Insights and expert advice on the key issues facing today’s pharma marketer

Facts are stubborn things

California tried to tell doctors what would be classified as misinformation – it didn’t go well

Gavel in front os US flag

Free speech? Or dangerous misinformation? This is the question and the quandary that faces governments and legislators around most jurisdictions in North America where the perplexing rise of physician-driven commentary and, by extension, patient counselling on COVID-19 has become a concern.

Forget the fundamental tenet of ‘first, do no harm’, which really is not explicitly stated in the Hippocratic Oath anyway. Instead, let’s focus on the basics and the facts. According to a timeline and analysis of the situation, ‘in August 2022, the California legislature approved a bill that would allow regulators to punish doctors for spreading false information about COVID-19 vaccinations and treatments. The law would designate spreading false or misleading medical information to patients as “unprofessional conduct”, subject to punishment by the Medical Board of California, the agency that licenses doctors.

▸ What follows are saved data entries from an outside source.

use rand::Rng;

use crate::{ArenaConfig, Side};

/// The ball: center position, per-tick velocity and radius.
///
/// After any paddle bounce `|vy|` is at most `max_velocity`; the horizontal
/// speed chosen at serve time is kept until the next serve.
#[derive(Debug, Clone, PartialEq)]
pub struct Ball {
    x: f32,
    y: f32,
    vx: f32,
    vy: f32,
    radius: f32,
    max_velocity: f32,
    max_serve_angle: f32,
    origin: (f32, f32),
}

impl Ball {
    /// Creates a resting ball at the arena center.
    ///
    /// The ball does not move until it is [served](Self::serve).
    #[must_use]
    pub fn new(arena: &ArenaConfig) -> Self {
        let origin = arena.center();
        Self {
            x: origin.0,
            y: origin.1,
            vx: 0.0,
            vy: 0.0,
            radius: arena.ball_radius,
            max_velocity: arena.ball_max_velocity,
            max_serve_angle: arena.max_serve_angle_deg.to_radians(),
            origin,
        }
    }

    /// Creates a ball at an explicit position and velocity.
    ///
    /// Useful for setting up collision scenarios; regular play goes through
    /// [`Self::serve`].
    #[must_use]
    pub fn with_motion(arena: &ArenaConfig, (x, y): (f32, f32), (vx, vy): (f32, f32)) -> Self {
        Self {
            x,
            y,
            vx,
            vy,
            ..Self::new(arena)
        }
    }

    #[must_use]
    pub fn x(&self) -> f32 {
        self.x
    }

    #[must_use]
    pub fn y(&self) -> f32 {
        self.y
    }

    #[must_use]
    pub fn vx(&self) -> f32 {
        self.vx
    }

    #[must_use]
    pub fn vy(&self) -> f32 {
        self.vy
    }

    #[must_use]
    pub fn radius(&self) -> f32 {
        self.radius
    }

    #[must_use]
    pub fn max_velocity(&self) -> f32 {
        self.max_velocity
    }

    /// The side the ball is currently travelling towards, if any.
    #[must_use]
    pub fn heading(&self) -> Option<Side> {
        if self.vx < 0.0 {
            Some(Side::Left)
        } else if self.vx > 0.0 {
            Some(Side::Right)
        } else {
            None
        }
    }

    /// Puts the ball back at the center and launches it towards `toward`.
    ///
    /// The launch angle is drawn uniformly from the configured serve cone, so
    /// the horizontal component is never zero.
    pub fn serve<R>(&mut self, toward: Side, rng: &mut R)
    where
        R: Rng + ?Sized,
    {
        let angle = if self.max_serve_angle > 0.0 {
            rng.random_range(-self.max_serve_angle..=self.max_serve_angle)
        } else {
            0.0
        };
        let speed_x = (angle.cos() * self.max_velocity).abs();
        (self.x, self.y) = self.origin;
        self.vx = match toward {
            Side::Left => -speed_x,
            Side::Right => speed_x,
        };
        self.vy = angle.sin() * self.max_velocity;
    }

    pub(crate) fn advance(&mut self) {
        self.x += self.vx;
        self.y += self.vy;
    }

    /// Reflects off the top and bottom walls.
    ///
    /// Returns `true` if a bounce happened.
    pub(crate) fn bounce_off_walls(&mut self, arena_height: f32) -> bool {
        if self.y - self.radius <= 0.0 && self.vy < 0.0 {
            self.y = self.radius;
            self.vy = -self.vy;
            true
        } else if self.y + self.radius >= arena_height && self.vy > 0.0 {
            self.y = arena_height - self.radius;
            self.vy = -self.vy;
            true
        } else {
            false
        }
    }

    /// Sends the ball back from a paddle face.
    ///
    /// The horizontal speed is kept and only its sign flips. The vertical speed
    /// is proportional to the contact point's offset from the paddle center:
    /// hitting the exact center returns the ball flat, hitting an edge returns
    /// it at `max_velocity`.
    pub(crate) fn bounce_off_paddle(&mut self, face_x: f32, center_y: f32, half_height: f32) {
        let offset = ((self.y - center_y) / half_height).clamp(-1.0, 1.0);
        self.vx = -self.vx;
        self.vy = offset * self.max_velocity;
        self.x = if self.vx > 0.0 {
            face_x + self.radius
        } else {
            face_x - self.radius
        };
    }
}

#[cfg(test)]
mod tests {
    use rand::SeedableRng as _;
    use rand_pcg::Pcg32;

    use super::*;

    #[test]
    fn test_serve_starts_at_center_heading_toward_side() {
        let arena = ArenaConfig::default();
        let mut rng = Pcg32::seed_from_u64(3);
        let mut ball = Ball::new(&arena);
        for toward in [Side::Left, Side::Right, Side::Left] {
            ball.serve(toward, &mut rng);
            assert_eq!((ball.x(), ball.y()), (350.0, 250.0));
            assert_eq!(ball.heading(), Some(toward));
            // cos(30°) * 5
            assert!(ball.vx().abs() >= 4.33);
            assert!(ball.vy().abs() <= 2.5 + 1e-4);
        }
    }

    #[test]
    fn test_wall_bounce_reflects_vertical_velocity() {
        let arena = ArenaConfig::default();
        let mut ball = Ball::with_motion(&arena, (100.0, 3.0), (5.0, -2.0));
        assert!(ball.bounce_off_walls(arena.height));
        assert_eq!(ball.vy(), 2.0);
        assert_eq!(ball.y(), 7.0);
        assert_eq!(ball.vx(), 5.0);

        // Already moving away: no second bounce
        assert!(!ball.bounce_off_walls(arena.height));
    }

    #[test]
    fn test_paddle_bounce_bounds_vertical_velocity() {
        let arena = ArenaConfig::default();
        for y in [150.0, 200.0, 250.0, 300.0, 350.0] {
            let mut ball = Ball::with_motion(&arena, (28.0, y), (-5.0, 1.0));
            ball.bounce_off_paddle(30.0, 250.0, 50.0);
            assert_eq!(ball.vx(), 5.0);
            assert!(ball.vy().abs() <= ball.max_velocity());
            assert_eq!(ball.x(), 37.0);
        }
        let mut flat = Ball::with_motion(&arena, (28.0, 250.0), (-5.0, 1.0));
        flat.bounce_off_paddle(30.0, 250.0, 50.0);
        assert_eq!(flat.vy(), 0.0);
    }
}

That could include suspending or revoking a doctor’s licence to practice medicine in the state.’ In October, the bill was signed by Governor Gavin Newsom and was set to take effect on 1 January 2023. But even before the bill could take effect, lawsuits were launched and, to no one’s surprise, a judge ruled in late January that the bill was too vague and it was ultimately blocked from taking effect.

But there’s an obvious catch. Who decides what constitutes false information? Or perhaps more importantly, can anyone ever truly determine what is ‘true’ and what is ‘false’? In the fast-moving world of science, where there is rarely universal consensus on disease management and treatment, where inter-patient disease heterogeneity is a given and where the art or ‘gestalt’ of patient care is a moving target, how do you suspend or revoke someone’s licence based on unknowns and ‘what ifs’?

Free speech absolutists and civil libertarians have turned this into, well, a First Amendment issue and invoked the right to free speech. And they are right. Sort of.

We all know medical misinformation about COVID-19 when we see it. It is the stuff of fairy tales and unicorns. People telling you that injecting bleach into your body might work. Or that the vaccines are the government’s method for secretly implanting microchips into your body. Or that taking ivermectin, a parasitic agent used in veterinary medicine, or hydroxychloroquine may help reduce being hospitalised for COVID-19.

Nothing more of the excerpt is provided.